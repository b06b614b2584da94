//! Pull-based streaming: the [`ResponseStream`] contract and the [`ChatStream`] facade.
//!
//! Streams never decode ahead of the consumer. Each [`ChatStream::next`] call performs at
//! most the network reads needed for the next chunk, and returns `false` once the response
//! is complete or has failed.

use async_trait::async_trait;
use futures_core::Stream;

use crate::error::LLMError;
use crate::types::{ChatResponse, StreamChunk};

pub(crate) mod accumulator;
pub(crate) mod normalizer;
pub(crate) mod sse;

/// Pull contract implemented by every streaming normalizer.
#[async_trait]
pub trait ResponseStream: Send {
    /// Advances to the next chunk. Returns `false` at end of stream or after an error;
    /// once `false` has been returned, later calls return `false` without further I/O.
    async fn next(&mut self) -> bool;

    /// Chunk produced by the last successful [`ResponseStream::next`].
    fn current(&self) -> Option<&StreamChunk>;

    /// Error that terminated the stream, if any.
    fn err(&self) -> Option<&LLMError>;

    /// Releases the response body. Idempotent.
    fn close(&mut self);

    /// Response accumulated so far; complete once `next` has returned `false` without error.
    fn accumulated(&self) -> &ChatResponse;
}

/// Vendor-independent stream handed to callers.
///
/// # Examples
///
/// ```no_run
/// # use hibiki_llm::stream::ChatStream;
/// # async fn demo(mut stream: ChatStream) {
/// while stream.next().await {
///     if let Some(chunk) = stream.current() {
///         print!("{}", chunk.delta);
///     }
/// }
/// if let Some(err) = stream.err() {
///     eprintln!("stream failed: {err}");
/// }
/// println!("\nusage: {:?}", stream.response().usage);
/// # }
/// ```
pub struct ChatStream {
    inner: Box<dyn ResponseStream>,
}

impl ChatStream {
    pub fn new(inner: impl ResponseStream + 'static) -> Self {
        Self {
            inner: Box::new(inner),
        }
    }

    pub async fn next(&mut self) -> bool {
        self.inner.next().await
    }

    pub fn current(&self) -> Option<&StreamChunk> {
        self.inner.current()
    }

    pub fn err(&self) -> Option<&LLMError> {
        self.inner.err()
    }

    pub fn close(&mut self) {
        self.inner.close();
    }

    /// Accumulated response; final once iteration has ended.
    pub fn response(&self) -> &ChatResponse {
        self.inner.accumulated()
    }

    /// Drains the stream and returns the accumulated response.
    ///
    /// # Errors
    ///
    /// Returns the error that terminated the stream.
    pub async fn collect(mut self) -> Result<ChatResponse, LLMError> {
        while self.next().await {}
        match self.err() {
            Some(err) => Err(err.clone()),
            None => Ok(self.response().clone()),
        }
    }

    /// Adapts the pull contract into a [`Stream`] of chunks. The terminating error, if any,
    /// is yielded as the last item.
    pub fn into_stream(self) -> impl Stream<Item = Result<StreamChunk, LLMError>> + Send {
        futures_util::stream::unfold(Some(self), |state| async move {
            let mut stream = state?;
            if stream.next().await {
                let chunk = stream.current().cloned().unwrap_or_default();
                Some((Ok(chunk), Some(stream)))
            } else {
                stream.err().cloned().map(|err| (Err(err), None))
            }
        })
    }
}
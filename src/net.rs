//! Connectivity model: signals, pins and the wires between them.
//!
//! Every id here is an index into a table owned by [`crate::Circuit`]. Pins
//! that are electrically connected share one [`SignalId`], so a write through
//! any pin of a net is seen by all the others.

use crate::ElementId;

id_gen!(SignalId, "s");
id_gen!(PinId, "p");
id_gen!(WireId, "w");

/// Logical grid position of an element, or offset of a pin inside its
/// element. Opaque to the simulation.
#[derive(Clone, Copy, Debug, Default, PartialEq)]
pub struct Position {
    pub x: f32,
    pub y: f32,
}

impl Position {
    pub const fn new(x: f32, y: f32) -> Self {
        Self { x, y }
    }
}

impl std::ops::Add for Position {
    type Output = Position;

    fn add(self, rhs: Position) -> Position {
        Position::new(self.x + rhs.x, self.y + rhs.y)
    }
}

/// Which way a pin faces when a wire is drawn into it.
#[derive(Clone, Copy, Debug, PartialEq, Eq)]
pub enum PinDirection {
    Left,
    Right,
    Up,
    Down,
    Any,
}

/// The shared boolean behind a net.
#[derive(Clone, Copy, Debug, Default, PartialEq, Eq)]
pub struct Signal {
    pub value: bool,
}

impl Signal {
    pub fn new(value: bool) -> Self {
        Self { value }
    }
}

/// A terminal of an element.
#[derive(Clone, Debug)]
pub struct Pin {
    pub position: Position,
    pub direction: PinDirection,
    pub(crate) signal: Option<SignalId>,
    pub(crate) owner: Option<ElementId>,
}

impl Pin {
    pub(crate) fn new(position: Position, direction: PinDirection) -> Self {
        Self {
            position,
            direction,
            signal: None,
            owner: None,
        }
    }

    pub fn signal(&self) -> Option<SignalId> {
        self.signal
    }

    /// Element the pin belongs to, set when that element is registered.
    pub fn owner(&self) -> Option<ElementId> {
        self.owner
    }

    /// Logic level of the pin. Unconnected pins read low.
    pub(crate) fn read(&self, signals: &[Signal]) -> bool {
        match self.signal {
            Some(signal) => signals[signal.index()].value,
            None => false,
        }
    }

    /// Drives the pin's net. Writes to an unconnected pin are dropped.
    pub(crate) fn write(&self, signals: &mut [Signal], value: bool) {
        if let Some(signal) = self.signal {
            signals[signal.index()].value = value;
        }
    }
}

/// A recorded connection between two pins.
///
/// `signal` always matches the signal of both endpoints; net merges rewrite
/// all three together.
#[derive(Clone, Copy, Debug)]
pub struct Wire {
    pub a: PinId,
    pub b: PinId,
    pub(crate) signal: SignalId,
}

impl Wire {
    pub fn signal(&self) -> SignalId {
        self.signal
    }
}
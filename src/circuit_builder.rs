//! Typed handles for building circuits.
//!
//! Every constructor allocates the element's pins, registers the element with
//! the circuit and hands back its named pins. Pin offsets and directions are
//! only layout hints.

use crate::{
    Circuit, ElementId, ElementKind, GateType, LightColor, PinDirection, PinId, Position, Result,
    SwitchType,
};

/// A two-input gate with inputs `a`, `b` and output `y`.
#[derive(Clone, Copy, Debug, PartialEq, Eq)]
pub struct Gate {
    pub id: ElementId,
    pub a: PinId,
    pub b: PinId,
    pub y: PinId,
}

macro_rules! gate_fn_gen {
    ( $gate_lowercase:ident, $gate_uppercase:ident ) => {
        pub fn $gate_lowercase(circuit: &mut Circuit, position: Position) -> Self {
            Self::new(circuit, GateType::$gate_uppercase, position)
        }
    };
}

impl Gate {
    pub fn new(circuit: &mut Circuit, gate: GateType, position: Position) -> Self {
        let a = circuit.create_pin(Position::new(5.0, 10.0), PinDirection::Left);
        let b = circuit.create_pin(Position::new(5.0, 50.0), PinDirection::Left);
        let y = circuit.create_pin(Position::new(72.0, 30.0), PinDirection::Right);
        let id = circuit.add_element(position, ElementKind::Gate { gate, a, b, y });
        Gate { id, a, b, y }
    }

    gate_fn_gen!(and, And);
    gate_fn_gen!(nand, Nand);
    gate_fn_gen!(or, Or);
    gate_fn_gen!(nor, Nor);
    gate_fn_gen!(xor, Xor);
    gate_fn_gen!(xnor, Xnor);
}

/// An inverter, `out = !input`.
#[derive(Clone, Copy, Debug, PartialEq, Eq)]
pub struct Not {
    pub id: ElementId,
    pub input: PinId,
    pub out: PinId,
}

impl Not {
    pub fn new(circuit: &mut Circuit, position: Position) -> Self {
        let input = circuit.create_pin(Position::new(10.0, 30.0), PinDirection::Left);
        let out = circuit.create_pin(Position::new(72.0, 30.0), PinDirection::Right);
        let id = circuit.add_element(position, ElementKind::Not { input, out });
        Not { id, input, out }
    }
}

/// A user-operated signal source with a single output `out`.
#[derive(Clone, Copy, Debug, PartialEq, Eq)]
pub struct Switch {
    pub id: ElementId,
    pub out: PinId,
}

impl Switch {
    pub fn new(circuit: &mut Circuit, position: Position, switch: SwitchType) -> Self {
        let out = circuit.create_pin(Position::new(37.5, 37.5), PinDirection::Any);
        let id = circuit.add_element(position, ElementKind::switch(switch, out));
        Switch { id, out }
    }

    pub fn toggle(circuit: &mut Circuit, position: Position, initial: bool) -> Self {
        Self::new(circuit, position, SwitchType::Toggle { initial })
    }

    pub fn pushbutton(circuit: &mut Circuit, position: Position, normally_off: bool) -> Self {
        Self::new(circuit, position, SwitchType::Pushbutton { normally_off })
    }

    pub fn press(&self, circuit: &mut Circuit) -> Result<()> {
        circuit.press(self.id)
    }

    pub fn release(&self, circuit: &mut Circuit) -> Result<()> {
        circuit.release(self.id)
    }

    /// Only observable on toggles, see [`Circuit::tap`].
    pub fn tap(&self, circuit: &mut Circuit) -> Result<()> {
        circuit.tap(self.id)
    }

    pub fn set(&self, circuit: &mut Circuit, level: bool) -> Result<()> {
        circuit.set_switch(self.id, level)
    }

    pub fn is_on(&self, circuit: &Circuit) -> Result<bool> {
        circuit.is_on(self.id)
    }
}

/// A light with a single input `input`.
#[derive(Clone, Copy, Debug, PartialEq, Eq)]
pub struct Led {
    pub id: ElementId,
    pub input: PinId,
}

impl Led {
    pub fn new(circuit: &mut Circuit, position: Position) -> Self {
        Self::with_color(circuit, position, LightColor::default())
    }

    pub fn with_color(circuit: &mut Circuit, position: Position, color: LightColor) -> Self {
        let input = circuit.create_pin(Position::new(37.5, 47.5), PinDirection::Any);
        let id = circuit.add_element(
            position,
            ElementKind::Led {
                color,
                lit: false,
                input,
            },
        );
        Led { id, input }
    }

    pub fn is_lit(&self, circuit: &Circuit) -> Result<bool> {
        circuit.is_lit(self.id)
    }
}
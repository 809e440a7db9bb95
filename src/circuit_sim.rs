pub type Passes = u32;

#[derive(Debug, Clone, Copy, PartialEq, Eq)]
pub enum RunResult {
    Converged { passes: Passes },
    ReachedMaxPasses { max_passes: Passes },
}

impl RunResult {
    pub fn converged(self) -> bool {
        matches!(self, RunResult::Converged { .. })
    }
}

/// How many passes [`crate::Circuit::simulate`] runs.
#[derive(Debug, Clone, Copy, Default, PartialEq, Eq)]
pub enum PassLimit {
    /// One pass per registered element.
    #[default]
    ElementCount,
    Fixed(Passes),
}

#[derive(Debug, Clone, Copy, Default, PartialEq, Eq)]
pub struct SimConfig {
    pub passes: PassLimit,
}

impl SimConfig {
    pub fn passes_for(&self, num_elements: usize) -> Passes {
        match self.passes {
            PassLimit::ElementCount => num_elements as Passes,
            PassLimit::Fixed(passes) => passes,
        }
    }
}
^^^^^^^^
ACTION ITEM —
Take every line from the data that includes the word "while".

PROBLEM SOLUTION —
/// while stream.next().await {
        while self.next().await {}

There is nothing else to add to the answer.